A night at the darts: a stag and hen party with the spirit of a holiday camp

http://www.theguardian.com/theguardian/2015/jan/09/night-darts-zoe-williams-bdo-world-championship-lakeside

Version 0 of 1.

Lakeside, home of darts – I had no idea what romance the name alone conjured. The assertive Eighties branding makes it look like a Little Chef, and the lobby has the air of a place where you’re still allowed to smoke indoors. It is swarming, the crowd expectant but comradely, more Royal Wedding than Black Friday. In the entrance is an empty glass cabinet: “Due to a robbery,” a sign reads, “we have regretfully lost all the rewards and trophies that Bob Potter OBE and Lakeside have earned over 50 years.” Here stands darts. Disappointed, but unbowed.

More and more of British life, from Ascot to Comicon, reveals itself upon closer examination to be an excuse for fancy dress. The British Darts Organisation (BDO) world championships – known (but never to them) as the poor relation of the Professional Darts Corporation, whose event takes place at Alexandra Palace – looks like a stag night, crossed with a hen night, organised by a TV professional, trying to recreate a Butlins. Some of the costumes have been months in the planning – a table of friends from the Isle of Wight are dressed, two as the Mario Brothers, two as Bananas in Pyjamas, along densely packed lines of cultural nostalgia.

Other outfits, as Adam Grint explained, came together through sheer serendipity. “At five o’clock yesterday, we phoned a warehouse in Newbury. Today, one of us picked them up. It was a race against time.” They are dressed, he and his four colleagues from a visual effects company, as men lying in bed next to a dirty, square cut blonde wig; it’s supposed to be a woman, I guess, but it looks like they’re each being hugged by a tiny (actual size) Rod Stewart. It was conceived as an evening of client entertainment, but only one client agreed to come, and he’s sitting on a different table. Yet what an atmosphere.

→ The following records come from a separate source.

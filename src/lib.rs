//! # Volume-stitch library
//!
//! This crate merges overlapping 3D volumes, e.g. the stations of a
//! whole-body MR or CT acquisition, into one continuous volume along the
//! slice (z) axis.
//!
//! Volumes can be loaded from DICOM series directories or NIfTI files and
//! the stitched result is written as a float NIfTI file. Inputs are assumed
//! to be already aligned in-plane: they must share the in-plane grid and may
//! only differ in their position and spacing along z. This is not a
//! registration algorithm.
//!
//! Stitching works as follows:
//!  - Drop `margin` slices from both ends of every input
//!  - Pad the first input along z so that it spans all inputs
//!  - Resample every further input onto that grid (trilinear by default)
//!    and accumulate it where it has coverage
//!  - Resolve overlaps either first-contributor-wins or by averaging
//!  - Crop slices without any coverage
//!
//! Coverage is tracked in an explicit mask next to the values, so no sample
//! value is reserved as a marker.
//!
//! # Roadmap
//!
//!  - Direction cosines (oblique acquisitions)
//!  - DICOM output
//!  - Intensity matching between stations
//!
//! # Examples
//!
//! ## Stitching two NIfTI volumes with averaging in the overlap
//!
//! ```no_run
//! # use volume_stitch::{OverlapPolicy, StitchOptions, VolumeLoader, VolumeStitcher, VolumeWriter};
//! let upper = VolumeLoader::load("upper.nii.gz").expect("should have loaded upper station");
//! let lower = VolumeLoader::load("lower.nii.gz").expect("should have loaded lower station");
//!
//! let stitcher = VolumeStitcher::new(
//!     StitchOptions::default()
//!         .with_margin(2)
//!         .with_overlap(OverlapPolicy::Average),
//! );
//! let stitched = stitcher
//!     .stitch(&[upper, lower])
//!     .expect("should have stitched the volumes");
//! VolumeWriter::save(&stitched, "whole_body.nii.gz").expect("should have saved result");
//! ```

pub mod enums;
pub mod error;
mod interpolator;
pub mod nifti_io;
pub mod ops;
pub mod preview;
pub mod resample;
pub mod stitcher;
pub mod volume;
pub mod volume_loader;
pub mod volume_writer;

pub use enums::{
    Axis, DataType, Interpolation, Orientation, OverlapPolicy, SingleInputPolicy, SortBy,
    TrimProbe,
};
pub use error::{StitchError, VolumeError};
pub use stitcher::{StitchOptions, VolumeStitcher};
pub use volume::{Grid, Volume};
pub use volume_loader::{VolumeLoader, VolumeLoaderError};
pub use volume_writer::{VolumeWriter, VolumeWriterError};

“The best bit,” said Andrew Wood, “is that you can mix with the players afterwards. It’s the closest you can get to a sports personality.” “No, no,” said Gareth Brannan, “call them athletes. They’re athletes but they’re also normal people.” Grint, apparently thinking me unconvinced, which I was not, added: “There aren’t many places you can pour all your communal food into one jug and eat it altogether.” It is true, there are not.

Jane Smith, 44, takes it fractionally more seriously – she plays herself for the Whitby Ladies Rifle Club – but is dressed as a widow. She and her group came the day before, dressed as runaway brides. I’d heard a rumour that they came the day before that, dressed as a hen party; she gave me a look that said, “ew. Dressing as a hen party. Who would do that?”. “Ten year ago, I would have said that men’s and ladies’ were two different games. But now I think the ladies are catching up with the fellas. One of the women’s games yesterday was better than the fellas,” says Smith.

Enid Vincent, 73, works for the BDO, along with her husband (I eavesdropped a conversation that could’ve been scripted by Alan Bleasedale; an incredibly drunk man named Raymond, 49, said to Mr Vincent, “you work here, don’t you? Can you get me a job?” “We’re all volunteers, you know.” “VOLUNTEERS?” “We don’t get paid.” “Can you get me one of the jobs that does get paid?”). Enid plays herself, and has represented her county nearly 200 times. “At one stage, I was good. But in all honesty, you really have to practise two or three hours a day.”

This is the darts paradox; as the crowd has become more festive, the players have become more serious. Many people bemoan the end of indoor smoking as the death knell for darts players’ signature nonchalance, but Ian, 47, of the Isle of Wight party, said: “In reality, they stopped drinking during the matches a few years before that. It didn’t make any difference to watching it The audience can still drink.”

Stewart, 40, and Scott, 47, think it has changed, in one key respect. It is way more expensive. Scott used to buy tickets to every session, give spares to his neighbours, approach it like a national holiday. “It’s become commercialised. They keep putting the prices up and introducing sessions they’re not going to get full houses for. I only bought one session this year. I’m not doing it, they’re taking the piss out of us.”

It’s a wringer, to love a sport; if no one else likes it, it gets no attention; if everyone likes it, the prices go up. There’s probably some intensely sour spot in the middle, where it’s popular enough to inflate prices, but not to get the respect it deserves. And yet, with Scott in a cool helmet and Stewart in a hat the shape of a crocodile, it is hard not to conclude that they’re enjoying themselves in spite of it all.

The finals are on Saturday night. I can’t tell you who might win. I haven’t understood any game so little since someone tried to teach me mahjong.